*WORK TO BE COMPLETED:* In the data below, find each line containing the string "reference" and return it.
=== EXERCISE DATA ===
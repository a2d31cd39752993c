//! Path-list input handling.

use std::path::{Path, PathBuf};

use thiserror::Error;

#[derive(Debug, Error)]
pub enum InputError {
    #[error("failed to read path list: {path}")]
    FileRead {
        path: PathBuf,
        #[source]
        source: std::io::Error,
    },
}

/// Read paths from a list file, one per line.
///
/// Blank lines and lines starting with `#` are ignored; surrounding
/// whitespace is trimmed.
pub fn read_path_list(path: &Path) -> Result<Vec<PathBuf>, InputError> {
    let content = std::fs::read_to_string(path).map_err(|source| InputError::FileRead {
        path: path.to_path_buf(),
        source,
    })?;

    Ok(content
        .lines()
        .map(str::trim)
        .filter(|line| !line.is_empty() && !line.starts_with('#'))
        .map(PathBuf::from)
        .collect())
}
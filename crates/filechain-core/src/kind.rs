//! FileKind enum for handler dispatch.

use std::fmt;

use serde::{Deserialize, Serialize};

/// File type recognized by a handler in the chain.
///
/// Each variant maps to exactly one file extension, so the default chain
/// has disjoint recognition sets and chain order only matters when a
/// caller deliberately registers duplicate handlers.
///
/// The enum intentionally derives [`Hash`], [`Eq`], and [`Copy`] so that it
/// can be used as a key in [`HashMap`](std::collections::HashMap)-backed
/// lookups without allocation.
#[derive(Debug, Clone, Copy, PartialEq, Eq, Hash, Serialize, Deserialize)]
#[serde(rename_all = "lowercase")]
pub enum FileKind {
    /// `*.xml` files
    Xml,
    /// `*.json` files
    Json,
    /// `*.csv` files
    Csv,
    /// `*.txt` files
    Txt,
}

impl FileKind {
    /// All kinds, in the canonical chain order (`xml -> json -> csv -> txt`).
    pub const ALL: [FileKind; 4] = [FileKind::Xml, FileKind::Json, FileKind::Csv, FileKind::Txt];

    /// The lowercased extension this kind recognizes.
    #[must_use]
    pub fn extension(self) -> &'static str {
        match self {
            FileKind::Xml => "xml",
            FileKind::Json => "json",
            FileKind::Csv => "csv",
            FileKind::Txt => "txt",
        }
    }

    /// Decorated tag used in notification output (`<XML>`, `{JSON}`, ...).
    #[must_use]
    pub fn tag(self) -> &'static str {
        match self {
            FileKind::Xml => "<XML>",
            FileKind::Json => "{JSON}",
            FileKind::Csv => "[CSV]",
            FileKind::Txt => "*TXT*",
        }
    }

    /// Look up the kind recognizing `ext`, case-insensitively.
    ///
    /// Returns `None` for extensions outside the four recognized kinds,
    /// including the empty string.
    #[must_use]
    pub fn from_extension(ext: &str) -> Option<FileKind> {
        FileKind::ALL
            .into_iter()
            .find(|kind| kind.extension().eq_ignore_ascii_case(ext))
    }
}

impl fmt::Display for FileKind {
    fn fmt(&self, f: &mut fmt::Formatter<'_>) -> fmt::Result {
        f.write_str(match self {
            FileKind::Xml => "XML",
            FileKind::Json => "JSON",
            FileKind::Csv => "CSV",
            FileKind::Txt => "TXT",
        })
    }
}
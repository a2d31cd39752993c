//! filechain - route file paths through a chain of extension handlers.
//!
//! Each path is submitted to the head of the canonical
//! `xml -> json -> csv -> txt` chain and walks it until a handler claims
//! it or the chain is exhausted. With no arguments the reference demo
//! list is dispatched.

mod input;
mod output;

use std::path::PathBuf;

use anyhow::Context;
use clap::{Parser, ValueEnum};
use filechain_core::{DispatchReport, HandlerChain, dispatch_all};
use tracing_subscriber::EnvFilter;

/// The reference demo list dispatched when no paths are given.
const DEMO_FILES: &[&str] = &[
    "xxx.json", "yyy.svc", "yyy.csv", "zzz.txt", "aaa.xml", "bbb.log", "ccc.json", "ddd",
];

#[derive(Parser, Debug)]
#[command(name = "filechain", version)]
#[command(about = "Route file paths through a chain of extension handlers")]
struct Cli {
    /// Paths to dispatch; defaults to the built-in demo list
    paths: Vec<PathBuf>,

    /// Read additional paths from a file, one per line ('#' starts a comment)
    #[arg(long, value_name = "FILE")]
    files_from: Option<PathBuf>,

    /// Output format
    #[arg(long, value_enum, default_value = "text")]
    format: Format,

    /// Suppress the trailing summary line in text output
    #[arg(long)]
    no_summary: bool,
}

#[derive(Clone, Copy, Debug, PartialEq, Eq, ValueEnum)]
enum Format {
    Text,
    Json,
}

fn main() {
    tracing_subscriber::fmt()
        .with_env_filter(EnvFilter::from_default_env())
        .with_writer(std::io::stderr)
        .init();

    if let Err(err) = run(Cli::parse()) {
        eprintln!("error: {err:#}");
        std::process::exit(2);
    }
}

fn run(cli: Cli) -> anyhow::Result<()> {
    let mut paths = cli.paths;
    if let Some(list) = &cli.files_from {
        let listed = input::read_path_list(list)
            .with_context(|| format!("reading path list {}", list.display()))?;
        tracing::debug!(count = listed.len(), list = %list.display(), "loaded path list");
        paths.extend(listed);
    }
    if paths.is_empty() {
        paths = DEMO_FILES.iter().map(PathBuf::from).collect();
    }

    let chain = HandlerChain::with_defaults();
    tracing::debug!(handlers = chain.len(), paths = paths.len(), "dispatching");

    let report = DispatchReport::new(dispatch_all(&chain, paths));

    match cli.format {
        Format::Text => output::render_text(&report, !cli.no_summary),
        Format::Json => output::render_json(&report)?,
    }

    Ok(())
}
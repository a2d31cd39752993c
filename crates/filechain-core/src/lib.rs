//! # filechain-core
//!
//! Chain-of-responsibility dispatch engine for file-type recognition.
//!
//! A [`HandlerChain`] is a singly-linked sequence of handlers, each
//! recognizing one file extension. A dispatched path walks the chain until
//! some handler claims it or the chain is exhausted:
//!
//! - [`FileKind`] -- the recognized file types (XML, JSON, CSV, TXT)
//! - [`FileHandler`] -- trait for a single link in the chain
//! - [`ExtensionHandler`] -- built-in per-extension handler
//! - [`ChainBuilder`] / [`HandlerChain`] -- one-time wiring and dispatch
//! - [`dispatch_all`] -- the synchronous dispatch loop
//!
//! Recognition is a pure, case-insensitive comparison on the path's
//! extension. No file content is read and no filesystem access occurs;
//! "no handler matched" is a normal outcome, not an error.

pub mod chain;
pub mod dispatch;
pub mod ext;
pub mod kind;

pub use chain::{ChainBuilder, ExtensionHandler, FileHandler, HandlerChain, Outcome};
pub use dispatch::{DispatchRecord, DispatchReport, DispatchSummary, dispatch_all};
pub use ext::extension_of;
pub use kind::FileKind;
===
*SOLUTION FOR THIS PROBLEM:*
//! it or the chain is exhausted. With no arguments the reference demo
/// The reference demo list dispatched when no paths are given.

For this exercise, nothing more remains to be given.